About ProtSecKB


Who are we?

The Protist Secretome and Subcellular Proteome KnowledgeBase (ProtSecKB) was created by Dr. Xiangjia (Jack) Min, Vamshi Amerishetty, and Brian Powell at Youngstown State University (YSU). Dr. Min collected the data and designed the prediction algorithms. Vamshi Amerishetty and Brian Powell, with assistance from John Meinken, implemented the database and built the website.The work was supported by a grant from the YSU University Research Council, Research Professorship award, and STEM Dean's reassigned time to Dr. Min. Vamshi was supported by a graduate assistantship from the YSU Center for Applied Chemical Biology. This server is supported by YSU.


Our motivation

Dramatic increases in the number of protein sequences and full proteomes have led to an increased need for computational tools that can automate analysis of proteins based on the protein sequence. One area where automated analysis has shown considerable promise is in the prediction of protein subcellular location. Many publicly available tools have been developed to analyze a protein sequence for information related to its subcellular location.

The core goal of this project is to combine information from multiple tools in order to produce aggregate predictions that are more accurate than the predictions made by the individual tools alone. Our website offers a single location where researchers can see our predictions as well as see all of the data we have collected from the individual tools. In addition to making predictions, the knowledgebase also serves as a testing site where we can compare prediction accuracies of different tools.


Our Process

The data for this website was retrieved from the UniProtKB 2016-02 release. It includes 1,970,022 proteins (8,661 from UniProt/Swiss-Prot; 1,961,361 from UniProt/TrEMBL). For each protein, we perform analysis using SignalP3, SignalP4, TMHMM, Phobius, TargetP, and WoLF PSORT.


Further Reading

Min XJ. (2010) Evaluation of computational methods for secreted protein prediction in different eukaryotes. J. Proteomics Bioinform. 3:143-147.
Lum G, Min XJ. (2011) FunSecKB: the Fungal Secretome KnowledgeBase. Database - the Journal of Biological Databases and Curation. Vol. 2011. bar001. doi: 10.1093/database/bar001.
Meinken J, Min XJ. (2012) Computational prediction of protein subcellular locations in eukaryotes: an experience report. Computational Molecular Biology. 2(1): 1-7.
Lum G, Meinken J, Orr J, Frazier S, Min XJ. (2014) PlantSecKB: the Plant Secretome and Subcellular Proteome KnowledgeBase. Computational Molecular Biology. 4(1).
Meinken J, Asch DK, Neizer-Ashun KA, Chang GH, Cooper JR CR, Min XJ. (2014) FunSecKB2: a fungal protein subcellular location knowledgebase. Computational Molecular Biology. 4(7):1-17.

Using This Website

The home page has four different search options:

Search By ID - Use this option if you have a protein ID from UniProt or NCBI or you know the gene name of the protein you are interested in.

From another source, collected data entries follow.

//! Rows flowing between pipeline stages.
//!
//! Every warehouse table holds rows of one of these types; the column
//! layout for each lives in `warehouse::schema`.
//! Money and share quantities are `Decimal`, never floats.

use rust_decimal::Decimal;
use serde::{Deserialize, Serialize};

/// USDC and conditional-token shares both use 6 decimals on Polygon.
pub const TOKEN_DECIMALS: u32 = 6;

#[derive(Debug, Clone, Copy, PartialEq, Eq, Hash, PartialOrd, Ord, Serialize, Deserialize)]
#[serde(rename_all = "snake_case")]
pub enum TransferKind {
    Erc1155Single,
    Erc1155Batch,
    Erc20,
}

impl TransferKind {
    pub fn is_conditional_token(&self) -> bool {
        !matches!(self, TransferKind::Erc20)
    }
}

/// Identity of a raw event. Batch transfers expand into one row per
/// (id, value) pair, distinguished by `batch_index`.
#[derive(Debug, Clone, PartialEq, Eq, Hash, PartialOrd, Ord, Serialize, Deserialize)]
pub struct EventKey {
    pub tx_hash: String,
    pub log_index: u64,
    pub batch_index: u32,
}

#[derive(Debug, Clone, PartialEq, Eq, Serialize, Deserialize)]
pub struct RawTransferEvent {
    pub tx_hash: String,
    pub log_index: u64,
    #[serde(default)]
    pub batch_index: u32,
    pub block_number: u64,
    /// Unix seconds.
    pub block_timestamp: Option<i64>,
    pub contract: String,
    pub kind: TransferKind,
    pub operator: Option<String>,
    pub from: String,
    pub to: String,
    /// Position id (decimal) for ERC-1155 legs, `None` for ERC-20.
    pub token_id: Option<String>,
    /// Raw integer amount in base units, decimal string.
    pub amount: String,
}

impl RawTransferEvent {
    pub fn key(&self) -> EventKey {
        EventKey {
            tx_hash: self.tx_hash.clone(),
            log_index: self.log_index,
            batch_index: self.batch_index,
        }
    }
}

#[derive(Debug, Clone, Copy, PartialEq, Eq, Hash, PartialOrd, Ord, Serialize, Deserialize)]
#[serde(rename_all = "SCREAMING_SNAKE_CASE")]
pub enum Direction {
    Buy,
    Sell,
}

/// How unambiguous the pairing of token and USDC legs was.
#[derive(Debug, Clone, Copy, PartialEq, Eq, Hash, PartialOrd, Ord, Serialize, Deserialize)]
#[serde(rename_all = "SCREAMING_SNAKE_CASE")]
pub enum Confidence {
    High,
    Medium,
    Low,
}

/// Provenance / quarantine tag. Anything other than `Valid` is excluded
/// from joins and aggregates but kept in the table for auditing.
#[derive(Debug, Clone, Copy, PartialEq, Eq, Hash, PartialOrd, Ord, Serialize, Deserialize)]
#[serde(rename_all = "snake_case")]
pub enum DataQuality {
    Valid,
    MalformedTxHash,
    AmountOverflow,
    UnmappedToken,
    SentinelConditionId,
    MalformedConditionId,
    NonBinaryOutcome,
    PriceOutOfRange,
}

impl DataQuality {
    pub fn is_valid(&self) -> bool {
        matches!(self, DataQuality::Valid)
    }

    pub fn as_str(&self) -> &'static str {
        match self {
            DataQuality::Valid => "valid",
            DataQuality::MalformedTxHash => "malformed_tx_hash",
            DataQuality::AmountOverflow => "amount_overflow",
            DataQuality::UnmappedToken => "unmapped_token",
            DataQuality::SentinelConditionId => "sentinel_condition_id",
            DataQuality::MalformedConditionId => "malformed_condition_id",
            DataQuality::NonBinaryOutcome => "non_binary_outcome",
            DataQuality::PriceOutOfRange => "price_out_of_range",
        }
    }
}

/// What produced a ledger row. Redemptions and merges burn positions
/// against the conditional-tokens contract for collateral; they settle a
/// position rather than trade it, so netting and marks only use fills.
#[derive(Debug, Clone, Copy, PartialEq, Eq, Hash, PartialOrd, Ord, Default, Serialize, Deserialize)]
#[serde(rename_all = "snake_case")]
pub enum TradeKind {
    #[default]
    Fill,
    Redemption,
    Merge,
}

impl TradeKind {
    pub fn is_settlement(&self) -> bool {
        !matches!(self, TradeKind::Fill)
    }

    pub fn as_str(&self) -> &'static str {
        match self {
            TradeKind::Fill => "fill",
            TradeKind::Redemption => "redemption",
            TradeKind::Merge => "merge",
        }
    }
}

/// Canonical identity of a fill. A position id maps to exactly one
/// (condition ID, outcome index), so it also covers unmapped tokens.
#[derive(Debug, Clone, PartialEq, Eq, Hash, PartialOrd, Ord)]
pub struct FillId {
    pub tx_hash: String,
    pub wallet: String,
    pub token_id: String,
    pub kind: TradeKind,
}

#[derive(Debug, Clone, PartialEq, Serialize, Deserialize)]
pub struct ReconstructedTrade {
    pub tx_hash: String,
    pub wallet: String,
    /// Empty when the token could not be mapped (quality says why).
    pub condition_id: String,
    pub outcome_index: u8,
    pub token_id: String,
    pub direction: Direction,
    #[serde(default)]
    pub kind: TradeKind,
    /// Signed: positive for BUY, negative for SELL.
    pub shares: Decimal,
    pub price: Decimal,
    /// Absolute notional.
    pub usd_value: Decimal,
    /// Signed USDC change seen by the wallet (negative when paying).
    pub usdc_delta: Decimal,
    pub confidence: Confidence,
    pub quality: DataQuality,
    pub block_number: u64,
    pub block_timestamp: Option<i64>,
}

impl ReconstructedTrade {
    pub fn fill_id(&self) -> FillId {
        FillId {
            tx_hash: self.tx_hash.clone(),
            wallet: self.wallet.clone(),
            token_id: self.token_id.clone(),
            kind: self.kind,
        }
    }

    /// Valid fills feed positions and marks; settlements and quarantined
    /// rows stay in the ledger only.
    pub fn is_nettable(&self) -> bool {
        self.quality.is_valid() && !self.kind.is_settlement()
    }
}

/// Upstream feed that produced a market or resolution row, highest
/// precedence first.
#[derive(Debug, Clone, Copy, PartialEq, Eq, Hash, PartialOrd, Ord, Serialize, Deserialize)]
#[serde(rename_all = "snake_case")]
pub enum MarketSource {
    Api,
    Clob,
    Chain,
}

#[derive(Debug, Clone, PartialEq, Serialize, Deserialize)]
pub struct Market {
    pub condition_id: String,
    pub question: String,
    pub outcomes: Vec<String>,
    /// ERC-1155 position id per outcome slot.
    pub tokens: Vec<String>,
    pub category: Option<String>,
    #[serde(default)]
    pub closed: bool,
    #[serde(default)]
    pub volume: Decimal,
    pub source: MarketSource,
    #[serde(default)]
    pub updated_at: Option<i64>,
    /// Set on the row that won source precedence.
    #[serde(default)]
    pub canonical: bool,
}

impl Market {
    pub fn is_binary(&self) -> bool {
        self.outcomes.len() == 2 && self.tokens.len() == 2
    }
}

#[derive(Debug, Clone, PartialEq, Eq, Serialize, Deserialize)]
pub struct Resolution {
    pub condition_id: String,
    pub payout_numerators: Vec<u64>,
    pub payout_denominator: u64,
    #[serde(default)]
    pub winning_index: Option<u8>,
    #[serde(default)]
    pub resolved_at: Option<i64>,
    pub source: MarketSource,
}

impl Resolution {
    /// Fraction of one unit of collateral paid to `outcome`.
    pub fn payout_fraction(&self, outcome: u8) -> Option<Decimal> {
        let numerator = *self.payout_numerators.get(outcome as usize)?;
        if self.payout_denominator == 0 {
            return None;
        }
        Some(Decimal::from(numerator) / Decimal::from(self.payout_denominator))
    }

    /// Slot with the strictly largest numerator; `None` on an even split.
    pub fn derived_winner(&self) -> Option<u8> {
        let max = *self.payout_numerators.iter().max()?;
        let mut winners = self
            .payout_numerators
            .iter()
            .enumerate()
            .filter(|(_, n)| **n == max);
        let (idx, _) = winners.next()?;
        if winners.next().is_some() {
            return None;
        }
        u8::try_from(idx).ok()
    }
}

/// Externally supplied mapping from an on-chain executing address to the
/// user-facing wallet.
#[derive(Debug, Clone, PartialEq, Eq, Serialize, Deserialize)]
pub struct WalletAlias {
    pub address: String,
    pub wallet: String,
}

/// Price candle / quote observation for an outcome.
#[derive(Debug, Clone, PartialEq, Serialize, Deserialize)]
pub struct PriceObservation {
    pub condition_id: String,
    pub outcome_index: u8,
    pub price: Decimal,
    pub observed_at: i64,
}

/// Trade joined to its market and, once settled, its resolution.
/// Unresolved markets carry `None`, never defaults.
#[derive(Debug, Clone, PartialEq, Serialize, Deserialize)]
pub struct EnrichedTrade {
    #[serde(flatten)]
    pub trade: ReconstructedTrade,
    pub question: Option<String>,
    pub category: Option<String>,
    pub market_source: Option<MarketSource>,
    pub payout_numerators: Option<Vec<u64>>,
    pub payout_denominator: Option<u64>,
    pub winning_index: Option<u8>,
    pub resolution_source: Option<MarketSource>,
}

impl EnrichedTrade {
    pub fn is_resolved(&self) -> bool {
        self.payout_numerators.is_some() && self.payout_denominator.is_some()
    }
}

/// Net holding of one outcome, rebuilt from trades on every run.
#[derive(Debug, Clone, PartialEq)]
pub struct WalletPosition {
    pub wallet: String,
    pub condition_id: String,
    pub outcome_index: u8,
    pub category: Option<String>,
    pub shares: Decimal,
    /// USDC paid to acquire the position, net of USDC received from sells.
    pub cost_basis: Decimal,
    pub trade_count: u64,
    /// Payout fraction for this outcome once the market has resolved.
    pub payout: Option<Decimal>,
}

/// Whether a wallet's numbers are final, partial or not yet computable.
#[derive(Debug, Clone, Copy, PartialEq, Eq, Hash, Serialize, Deserialize)]
#[serde(rename_all = "snake_case")]
pub enum PnlStatus {
    /// Every open position has resolved.
    Settled,
    /// Some positions resolved, some still open.
    Partial,
    /// Only unresolved positions: realized is 0 because nothing is realizable yet.
    AwaitingResolution,
    /// Trades exist but every position nets to zero shares.
    Flat,
    /// Only quarantined trades; nothing could be computed.
    QuarantinedOnly,
}

#[derive(Debug, Clone, PartialEq, Serialize, Deserialize)]
pub struct WalletPnl {
    pub wallet: String,
    pub category: Option<String>,
    pub realized_pnl: Decimal,
    pub unrealized_pnl: Decimal,
    pub total_pnl: Decimal,
    pub cost_basis: Decimal,
    pub trade_count: u64,
    pub resolved_positions: u64,
    pub open_positions: u64,
    pub unpriced_positions: u64,
    pub winning_positions: u64,
    pub win_rate: Decimal,
    pub roi: Decimal,
    pub quarantined_trades: u64,
    pub status: PnlStatus,
}

#[cfg(test)]
mod tests {
    use super::*;
    use rust_decimal_macros::dec;

    fn resolution(numerators: Vec<u64>, denominator: u64) -> Resolution {
        Resolution {
            condition_id: "c".repeat(64),
            payout_numerators: numerators,
            payout_denominator: denominator,
            winning_index: None,
            resolved_at: None,
            source: MarketSource::Api,
        }
    }

    #[test]
    fn payout_fraction_uses_denominator() {
        let r = resolution(vec![1, 0], 1);
        assert_eq!(r.payout_fraction(0), Some(dec!(1)));
        assert_eq!(r.payout_fraction(1), Some(dec!(0)));
        assert_eq!(r.payout_fraction(2), None);

        let split = resolution(vec![1, 1], 2);
        assert_eq!(split.payout_fraction(1), Some(dec!(0.5)));
        assert_eq!(split.derived_winner(), None);
        assert_eq!(resolution(vec![0, 1], 1).derived_winner(), Some(1));
    }

    #[test]
    fn source_precedence_orders_api_first() {
        let mut sources = vec![MarketSource::Chain, MarketSource::Api, MarketSource::Clob];
        sources.sort();
        assert_eq!(sources, vec![MarketSource::Api, MarketSource::Clob, MarketSource::Chain]);
    }

    #[test]
    fn trade_serializes_with_wire_names() {
        let trade = ReconstructedTrade {
            tx_hash: format!("0x{}", "a".repeat(64)),
            wallet: format!("0x{}", "b".repeat(40)),
            condition_id: "c".repeat(64),
            outcome_index: 0,
            token_id: "1".into(),
            direction: Direction::Buy,
            kind: TradeKind::Fill,
            shares: dec!(500),
            price: dec!(0.4),
            usd_value: dec!(200),
            usdc_delta: dec!(-200),
            confidence: Confidence::High,
            quality: DataQuality::Valid,
            block_number: 1,
            block_timestamp: None,
        };
        let json = serde_json::to_value(&trade).unwrap();
        assert_eq!(json["direction"], "BUY");
        assert_eq!(json["confidence"], "HIGH");
        assert_eq!(json["quality"], "valid");
        assert_eq!(json["kind"], "fill");
        let back: ReconstructedTrade = serde_json::from_value(json.clone()).unwrap();
        assert_eq!(back, trade);

        let mut legacy = json;
        legacy.as_object_mut().unwrap().remove("kind");
        let back: ReconstructedTrade = serde_json::from_value(legacy).unwrap();
        assert_eq!(back.kind, TradeKind::Fill);
        assert!(back.is_nettable());
    }
}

Search By Subcellular Location - Use this option to get a list of all proteins for a species that are predicted in a specific subcellular location. The species can be selected from a list of common species or entered manually.

Search By Protein Keywords or Function - Use this option to get a list of all proteins for a species that match a protein name, function or keyword. For example, to get a list of all proteins involved in amino acid transport, enter the search text "amino acid transport" (word order does not matter). The species can be selected from a list of common species or entered manually.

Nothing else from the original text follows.